Getting Real With Veronica Ibarra
I spent ten years working with troubled teens. I worked with them on the counseling side of things and on the education side of things. I spent countless hours talking to parents about their child’s behavior and mood. Some parents were always fretting that I wasn’t attending enough or cutting their child enough slack. Some parents thought I should be stricter. Some parents just wanted me to take care of things. After a while I started to see how the parent’s attitude influenced the success of the child.
Then I became a parent.
In many ways I’m incredibly grateful for the opportunity and experience. I learned so much more than I ever learned sitting in a classroom or lecture hall. What I learned helped me to recognize some early delays and odd behavior in my son that prompted me to have him evaluated. He now has an IEP for autism, and he’s only four, just starting preschool.
However, for all that I know, it doesn’t stop me from feeling sad.
On the continuum of autism, things tend to be relatively normal. We have our bad mad moments, but they look mostly like tired kid tantrums–he’s four remember. Most four year olds tend to be concrete thinkers and do better on schedules and hate to be told no. But when I’m standing in the lobby of the Children’s Museum with him laying on the floor, refusing to go back in because he’s ready to leave after walking around for ten minutes, and his sister is exploring and playing it’s hard not to imagine the difficulties that are still ahead.
I’m sure it will be both better and worse than I can currently imagine. I can’t predict how he will adapt or how I’ll adjust to everything. No matter what case studies I read to try to help me understand, our situation will be different because we are different. Some things will work for us that don’t always work for others. Some things that work remarkably well for others will totally fail with us.
And then there are other people to deal with, friends, family, teachers, well meaning people, and people who don’t want to be inconvenienced by us in the middle of the lobby.
Mostly I try to stay aware of my son’s needs, and how to balance that with what’s going on around us.

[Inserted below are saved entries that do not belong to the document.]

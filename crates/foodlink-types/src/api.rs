use chrono::{DateTime, Utc};
use serde::{Deserialize, Serialize};
use uuid::Uuid;

use crate::models::{Category, FoodType, GeoPoint, Role, User};

// -- JWT Claims --

/// Session token claims shared by the REST middleware and the WebSocket
/// handshake.
#[derive(Debug, Clone, Serialize, Deserialize)]
pub struct Claims {
    pub sub: Uuid,
    pub name: String,
    pub role: Role,
    pub exp: usize,
}

// -- Auth --

#[derive(Debug, Deserialize)]
#[serde(deny_unknown_fields)]
pub struct RegisterRequest {
    pub name: String,
    pub email: String,
    pub password: String,
    pub role: Role,
    #[serde(default)]
    pub phone: Option<String>,
    #[serde(default)]
    pub address: Option<String>,
    #[serde(default)]
    pub location: Option<GeoPoint>,
}

#[derive(Debug, Serialize)]
pub struct RegisterResponse {
    pub user_id: Uuid,
    pub token: String,
}

#[derive(Debug, Deserialize)]
#[serde(deny_unknown_fields)]
pub struct LoginRequest {
    pub email: String,
    pub password: String,
}

#[derive(Debug, Serialize)]
pub struct LoginResponse {
    pub user_id: Uuid,
    pub name: String,
    pub role: Role,
    pub token: String,
}

// -- Users --

#[derive(Debug, Default, Deserialize)]
#[serde(deny_unknown_fields)]
pub struct UpdateProfileRequest {
    #[serde(default)]
    pub name: Option<String>,
    #[serde(default)]
    pub phone: Option<String>,
    #[serde(default)]
    pub address: Option<String>,
    #[serde(default)]
    pub location: Option<GeoPoint>,
}

#[derive(Debug, Deserialize)]
#[serde(deny_unknown_fields)]
pub struct OnboardUserRequest {
    pub name: String,
    pub email: String,
    pub role: Role,
    #[serde(default = "default_true")]
    pub verified: bool,
}

fn default_true() -> bool {
    true
}

#[derive(Debug, Serialize)]
pub struct OnboardUserResponse {
    pub user: User,
    pub generated_password: String,
}

// -- Donations --

#[derive(Debug, Clone, Serialize, Deserialize)]
#[serde(deny_unknown_fields)]
pub struct CreateDonationRequest {
    pub quantity: f64,
    pub food_type: FoodType,
    pub category: Category,
    pub expiry_at: DateTime<Utc>,
    pub pickup_deadline: DateTime<Utc>,
    pub location: GeoPoint,
    #[serde(default)]
    pub notes: Option<String>,
    #[serde(default)]
    pub image_url: Option<String>,
}

#[derive(Debug, Default, Deserialize)]
#[serde(deny_unknown_fields)]
pub struct AcceptDonationRequest {
    #[serde(default)]
    pub estimated_pickup_time: Option<DateTime<Utc>>,
}

#[derive(Debug, Deserialize)]
#[serde(deny_unknown_fields)]
pub struct StatusOverrideRequest {
    pub status: crate::models::DonationStatus,
}

/// Raw discovery query. Coordinates arrive as strings so that non-numeric
/// input surfaces as a validation error instead of a generic rejection.
#[derive(Debug, Default, Deserialize)]
pub struct NearbyQuery {
    pub latitude: Option<String>,
    pub longitude: Option<String>,
    pub max_distance: Option<String>,
    pub food_type: Option<FoodType>,
    pub category: Option<Category>,
}

// -- Feedback --

#[derive(Debug, Deserialize)]
#[serde(deny_unknown_fields)]
pub struct SubmitFeedbackRequest {
    pub donation_id: Uuid,
    pub rating: u8,
    #[serde(default)]
    pub comment: Option<String>,
}

// -- Errors --

#[derive(Debug, Serialize, Deserialize)]
pub struct ErrorResponse {
    pub error: String,
    pub message: String,
}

I’m not going to stay shut up in my house all the time just because we might have a meltdown in public. I don’t expect everyone to be accommodating to us, but I hope that there will be some. I hope that my willingness to accept and deal with our reality will in the long run help my son to be successful.
I know that my attitude will play just as much of a role in his life as every intervention to help him learn and grow, but I’m human. I’m a mother. For all I know and understand intellectually, I worry. Because just as I know what will be needed from me, I also know that not everyone will understand or want to understand.